BRIEF >> Copy each line below that includes "Number".

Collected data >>
[Start of section]
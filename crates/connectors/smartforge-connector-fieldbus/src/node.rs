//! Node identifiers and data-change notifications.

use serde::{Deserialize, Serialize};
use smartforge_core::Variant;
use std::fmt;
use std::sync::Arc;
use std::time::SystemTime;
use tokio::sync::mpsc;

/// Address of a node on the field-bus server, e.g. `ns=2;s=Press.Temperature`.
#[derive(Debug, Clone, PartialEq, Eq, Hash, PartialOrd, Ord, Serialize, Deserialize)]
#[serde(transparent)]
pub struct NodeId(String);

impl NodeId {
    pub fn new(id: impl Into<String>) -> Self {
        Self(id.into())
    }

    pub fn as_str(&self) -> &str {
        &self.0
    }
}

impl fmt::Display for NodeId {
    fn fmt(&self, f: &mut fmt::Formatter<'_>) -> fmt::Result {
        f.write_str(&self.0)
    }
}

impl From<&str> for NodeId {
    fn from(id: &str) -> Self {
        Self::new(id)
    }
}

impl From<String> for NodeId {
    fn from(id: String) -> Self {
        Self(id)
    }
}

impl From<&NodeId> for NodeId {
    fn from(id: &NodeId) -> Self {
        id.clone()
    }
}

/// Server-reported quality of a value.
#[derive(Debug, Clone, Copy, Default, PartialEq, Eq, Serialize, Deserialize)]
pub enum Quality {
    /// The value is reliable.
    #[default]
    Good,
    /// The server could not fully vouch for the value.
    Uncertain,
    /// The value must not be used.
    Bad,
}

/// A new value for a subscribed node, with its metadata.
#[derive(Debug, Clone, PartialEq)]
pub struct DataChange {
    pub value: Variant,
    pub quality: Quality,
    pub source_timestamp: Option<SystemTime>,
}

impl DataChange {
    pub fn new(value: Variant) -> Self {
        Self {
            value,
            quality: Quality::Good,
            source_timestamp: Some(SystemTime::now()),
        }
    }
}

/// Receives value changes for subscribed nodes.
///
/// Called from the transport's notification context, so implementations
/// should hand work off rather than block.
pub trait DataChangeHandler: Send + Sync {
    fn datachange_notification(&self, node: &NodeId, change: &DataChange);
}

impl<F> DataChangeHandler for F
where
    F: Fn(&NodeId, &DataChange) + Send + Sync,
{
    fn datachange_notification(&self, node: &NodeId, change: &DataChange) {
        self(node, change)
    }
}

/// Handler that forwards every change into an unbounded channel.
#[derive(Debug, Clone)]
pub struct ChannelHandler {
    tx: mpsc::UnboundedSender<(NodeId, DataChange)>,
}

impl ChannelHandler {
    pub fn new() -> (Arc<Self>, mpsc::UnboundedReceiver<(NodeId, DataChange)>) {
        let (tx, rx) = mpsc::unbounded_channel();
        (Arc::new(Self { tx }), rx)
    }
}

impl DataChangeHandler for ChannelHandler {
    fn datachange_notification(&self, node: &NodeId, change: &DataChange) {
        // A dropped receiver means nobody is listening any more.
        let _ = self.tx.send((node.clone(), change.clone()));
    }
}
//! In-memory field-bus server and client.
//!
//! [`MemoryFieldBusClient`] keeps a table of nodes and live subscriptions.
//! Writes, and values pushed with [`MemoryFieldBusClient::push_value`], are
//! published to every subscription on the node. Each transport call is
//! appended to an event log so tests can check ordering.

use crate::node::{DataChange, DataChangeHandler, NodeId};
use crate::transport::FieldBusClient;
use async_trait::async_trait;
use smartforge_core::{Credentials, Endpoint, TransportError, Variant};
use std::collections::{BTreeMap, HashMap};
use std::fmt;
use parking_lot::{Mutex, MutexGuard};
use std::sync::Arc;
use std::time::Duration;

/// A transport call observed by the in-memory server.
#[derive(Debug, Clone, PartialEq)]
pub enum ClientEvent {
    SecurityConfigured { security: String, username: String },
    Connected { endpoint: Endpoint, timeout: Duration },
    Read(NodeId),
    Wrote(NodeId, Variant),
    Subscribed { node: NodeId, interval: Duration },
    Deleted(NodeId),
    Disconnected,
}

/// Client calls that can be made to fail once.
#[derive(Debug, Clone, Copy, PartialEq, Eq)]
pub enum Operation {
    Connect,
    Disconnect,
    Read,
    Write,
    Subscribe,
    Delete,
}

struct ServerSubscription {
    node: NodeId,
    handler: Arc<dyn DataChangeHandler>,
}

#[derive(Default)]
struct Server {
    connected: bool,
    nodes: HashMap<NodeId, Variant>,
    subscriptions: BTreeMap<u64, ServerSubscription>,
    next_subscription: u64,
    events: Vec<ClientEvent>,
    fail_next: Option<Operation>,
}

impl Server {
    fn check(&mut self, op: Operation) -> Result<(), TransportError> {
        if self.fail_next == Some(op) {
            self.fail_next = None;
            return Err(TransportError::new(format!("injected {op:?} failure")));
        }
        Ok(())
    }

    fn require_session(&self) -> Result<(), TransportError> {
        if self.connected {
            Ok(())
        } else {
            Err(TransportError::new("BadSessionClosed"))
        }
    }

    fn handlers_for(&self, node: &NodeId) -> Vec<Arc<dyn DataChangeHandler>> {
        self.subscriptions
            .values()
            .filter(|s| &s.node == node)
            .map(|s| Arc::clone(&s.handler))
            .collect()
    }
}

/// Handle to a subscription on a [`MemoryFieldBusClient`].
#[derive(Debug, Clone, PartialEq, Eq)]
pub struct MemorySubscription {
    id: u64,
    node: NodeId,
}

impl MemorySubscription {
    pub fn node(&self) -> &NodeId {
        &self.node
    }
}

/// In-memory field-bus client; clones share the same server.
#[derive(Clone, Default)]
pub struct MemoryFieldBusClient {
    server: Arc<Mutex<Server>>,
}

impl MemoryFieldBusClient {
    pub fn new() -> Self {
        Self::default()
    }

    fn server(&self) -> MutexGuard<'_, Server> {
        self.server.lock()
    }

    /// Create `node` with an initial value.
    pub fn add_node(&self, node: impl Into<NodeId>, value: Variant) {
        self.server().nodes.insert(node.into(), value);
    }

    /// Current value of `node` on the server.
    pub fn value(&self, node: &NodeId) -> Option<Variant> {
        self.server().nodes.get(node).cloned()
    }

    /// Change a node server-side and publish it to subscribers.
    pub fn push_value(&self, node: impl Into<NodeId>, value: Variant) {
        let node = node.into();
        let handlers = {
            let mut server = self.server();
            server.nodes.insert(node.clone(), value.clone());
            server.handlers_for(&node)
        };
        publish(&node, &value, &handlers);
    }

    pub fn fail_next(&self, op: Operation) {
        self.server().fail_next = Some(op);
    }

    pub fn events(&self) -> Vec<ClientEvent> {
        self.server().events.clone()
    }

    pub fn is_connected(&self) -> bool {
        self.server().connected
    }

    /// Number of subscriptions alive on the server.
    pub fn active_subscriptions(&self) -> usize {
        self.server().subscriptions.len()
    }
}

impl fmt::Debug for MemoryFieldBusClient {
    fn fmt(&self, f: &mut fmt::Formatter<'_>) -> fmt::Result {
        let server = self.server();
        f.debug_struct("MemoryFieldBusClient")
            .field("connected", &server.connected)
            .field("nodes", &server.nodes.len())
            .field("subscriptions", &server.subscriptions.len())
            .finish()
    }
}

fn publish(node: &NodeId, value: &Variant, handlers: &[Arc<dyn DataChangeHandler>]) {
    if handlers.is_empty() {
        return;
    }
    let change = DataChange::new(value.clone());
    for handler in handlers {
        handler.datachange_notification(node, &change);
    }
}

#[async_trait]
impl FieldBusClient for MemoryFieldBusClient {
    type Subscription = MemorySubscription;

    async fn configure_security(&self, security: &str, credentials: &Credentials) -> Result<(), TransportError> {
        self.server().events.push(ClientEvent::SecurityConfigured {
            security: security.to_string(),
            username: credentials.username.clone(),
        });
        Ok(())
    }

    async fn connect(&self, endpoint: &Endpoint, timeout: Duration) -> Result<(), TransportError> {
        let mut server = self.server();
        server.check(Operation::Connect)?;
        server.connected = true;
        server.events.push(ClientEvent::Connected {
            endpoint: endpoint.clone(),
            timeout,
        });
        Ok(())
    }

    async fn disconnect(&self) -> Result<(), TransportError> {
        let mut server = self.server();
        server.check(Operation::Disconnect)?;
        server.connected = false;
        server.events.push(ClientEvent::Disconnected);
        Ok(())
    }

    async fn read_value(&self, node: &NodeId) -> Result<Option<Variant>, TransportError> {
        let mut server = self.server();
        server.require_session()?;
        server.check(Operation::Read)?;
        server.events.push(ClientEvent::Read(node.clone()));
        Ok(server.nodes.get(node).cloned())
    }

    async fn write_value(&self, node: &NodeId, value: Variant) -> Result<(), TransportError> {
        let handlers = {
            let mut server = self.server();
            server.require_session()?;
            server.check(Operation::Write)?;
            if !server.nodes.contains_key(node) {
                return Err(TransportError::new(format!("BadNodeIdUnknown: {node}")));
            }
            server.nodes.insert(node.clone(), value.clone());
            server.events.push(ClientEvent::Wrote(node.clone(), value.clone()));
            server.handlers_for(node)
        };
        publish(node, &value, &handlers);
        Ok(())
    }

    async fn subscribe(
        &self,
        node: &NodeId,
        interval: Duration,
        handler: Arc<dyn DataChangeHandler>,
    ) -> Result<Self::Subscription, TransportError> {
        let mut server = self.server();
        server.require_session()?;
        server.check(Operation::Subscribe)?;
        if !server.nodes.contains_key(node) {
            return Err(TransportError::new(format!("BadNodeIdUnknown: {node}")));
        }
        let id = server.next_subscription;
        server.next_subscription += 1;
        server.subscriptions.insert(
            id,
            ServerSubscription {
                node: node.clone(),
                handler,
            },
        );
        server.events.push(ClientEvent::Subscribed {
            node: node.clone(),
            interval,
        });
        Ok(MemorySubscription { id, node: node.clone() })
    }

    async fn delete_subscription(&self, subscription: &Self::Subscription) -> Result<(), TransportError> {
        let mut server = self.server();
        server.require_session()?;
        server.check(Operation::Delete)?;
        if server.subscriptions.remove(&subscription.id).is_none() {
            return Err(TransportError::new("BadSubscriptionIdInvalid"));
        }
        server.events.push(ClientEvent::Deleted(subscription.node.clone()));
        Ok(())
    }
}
[End of section]
[Start of section]
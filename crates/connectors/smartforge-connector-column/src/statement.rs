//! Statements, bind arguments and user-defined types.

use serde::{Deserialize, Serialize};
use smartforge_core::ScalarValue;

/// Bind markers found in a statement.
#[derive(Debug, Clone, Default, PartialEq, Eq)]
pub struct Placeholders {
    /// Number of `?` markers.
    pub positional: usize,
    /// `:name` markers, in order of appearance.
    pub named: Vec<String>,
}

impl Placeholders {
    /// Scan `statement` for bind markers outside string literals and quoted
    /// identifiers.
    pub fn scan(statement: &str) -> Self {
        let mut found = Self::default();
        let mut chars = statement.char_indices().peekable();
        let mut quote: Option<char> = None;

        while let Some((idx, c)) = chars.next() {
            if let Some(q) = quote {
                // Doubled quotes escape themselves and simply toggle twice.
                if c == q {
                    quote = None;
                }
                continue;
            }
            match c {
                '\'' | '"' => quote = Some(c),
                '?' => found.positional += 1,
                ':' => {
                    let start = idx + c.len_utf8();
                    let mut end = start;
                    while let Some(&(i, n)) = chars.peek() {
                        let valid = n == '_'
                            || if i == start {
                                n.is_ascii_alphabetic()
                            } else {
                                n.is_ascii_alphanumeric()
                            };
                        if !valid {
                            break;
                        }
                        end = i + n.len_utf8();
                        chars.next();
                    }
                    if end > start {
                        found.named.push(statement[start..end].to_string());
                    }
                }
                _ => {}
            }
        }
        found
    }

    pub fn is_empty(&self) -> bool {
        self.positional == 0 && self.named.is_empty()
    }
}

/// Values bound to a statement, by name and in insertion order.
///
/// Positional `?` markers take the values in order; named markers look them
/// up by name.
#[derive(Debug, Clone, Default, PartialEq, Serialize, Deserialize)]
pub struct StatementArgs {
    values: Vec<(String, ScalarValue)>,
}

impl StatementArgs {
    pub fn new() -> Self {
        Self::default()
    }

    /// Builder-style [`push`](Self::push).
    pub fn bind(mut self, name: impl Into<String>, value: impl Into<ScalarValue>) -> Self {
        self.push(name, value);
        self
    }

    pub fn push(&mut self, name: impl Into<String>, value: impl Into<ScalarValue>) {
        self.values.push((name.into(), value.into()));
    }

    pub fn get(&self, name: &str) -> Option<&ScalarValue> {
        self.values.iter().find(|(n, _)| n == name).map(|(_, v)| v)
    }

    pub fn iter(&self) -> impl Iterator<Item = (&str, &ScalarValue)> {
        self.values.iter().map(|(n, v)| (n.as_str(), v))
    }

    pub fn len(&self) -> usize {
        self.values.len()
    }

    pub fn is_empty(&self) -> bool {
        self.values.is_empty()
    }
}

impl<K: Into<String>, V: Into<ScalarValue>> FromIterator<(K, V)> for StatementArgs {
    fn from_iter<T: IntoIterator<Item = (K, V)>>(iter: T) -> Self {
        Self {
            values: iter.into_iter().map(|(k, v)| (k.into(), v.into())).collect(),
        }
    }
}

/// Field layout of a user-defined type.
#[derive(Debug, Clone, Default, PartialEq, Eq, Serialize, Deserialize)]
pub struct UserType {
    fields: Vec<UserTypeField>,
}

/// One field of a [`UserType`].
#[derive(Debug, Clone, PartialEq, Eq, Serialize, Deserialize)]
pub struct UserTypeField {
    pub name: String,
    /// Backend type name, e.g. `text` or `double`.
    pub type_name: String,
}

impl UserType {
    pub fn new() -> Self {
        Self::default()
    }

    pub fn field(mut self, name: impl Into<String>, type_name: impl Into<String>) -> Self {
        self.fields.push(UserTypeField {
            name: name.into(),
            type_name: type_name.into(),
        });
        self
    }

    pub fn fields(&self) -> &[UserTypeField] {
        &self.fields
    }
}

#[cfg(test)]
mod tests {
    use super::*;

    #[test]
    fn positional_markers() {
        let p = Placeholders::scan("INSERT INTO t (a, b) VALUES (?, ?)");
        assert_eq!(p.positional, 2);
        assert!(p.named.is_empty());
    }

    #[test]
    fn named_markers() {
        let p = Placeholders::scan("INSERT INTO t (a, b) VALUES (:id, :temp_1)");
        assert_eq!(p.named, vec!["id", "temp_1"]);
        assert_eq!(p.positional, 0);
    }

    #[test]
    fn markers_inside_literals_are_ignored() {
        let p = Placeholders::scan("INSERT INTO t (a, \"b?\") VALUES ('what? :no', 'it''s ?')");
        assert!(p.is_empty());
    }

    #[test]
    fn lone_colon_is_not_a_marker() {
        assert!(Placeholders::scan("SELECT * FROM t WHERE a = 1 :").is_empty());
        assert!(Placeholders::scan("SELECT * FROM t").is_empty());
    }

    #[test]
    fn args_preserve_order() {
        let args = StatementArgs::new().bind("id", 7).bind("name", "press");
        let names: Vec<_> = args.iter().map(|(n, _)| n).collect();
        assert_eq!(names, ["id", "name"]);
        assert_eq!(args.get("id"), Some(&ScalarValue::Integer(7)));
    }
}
[End of section]
REPLY >>
    /// Number of subscriptions alive on the server.
    /// Number of `?` markers.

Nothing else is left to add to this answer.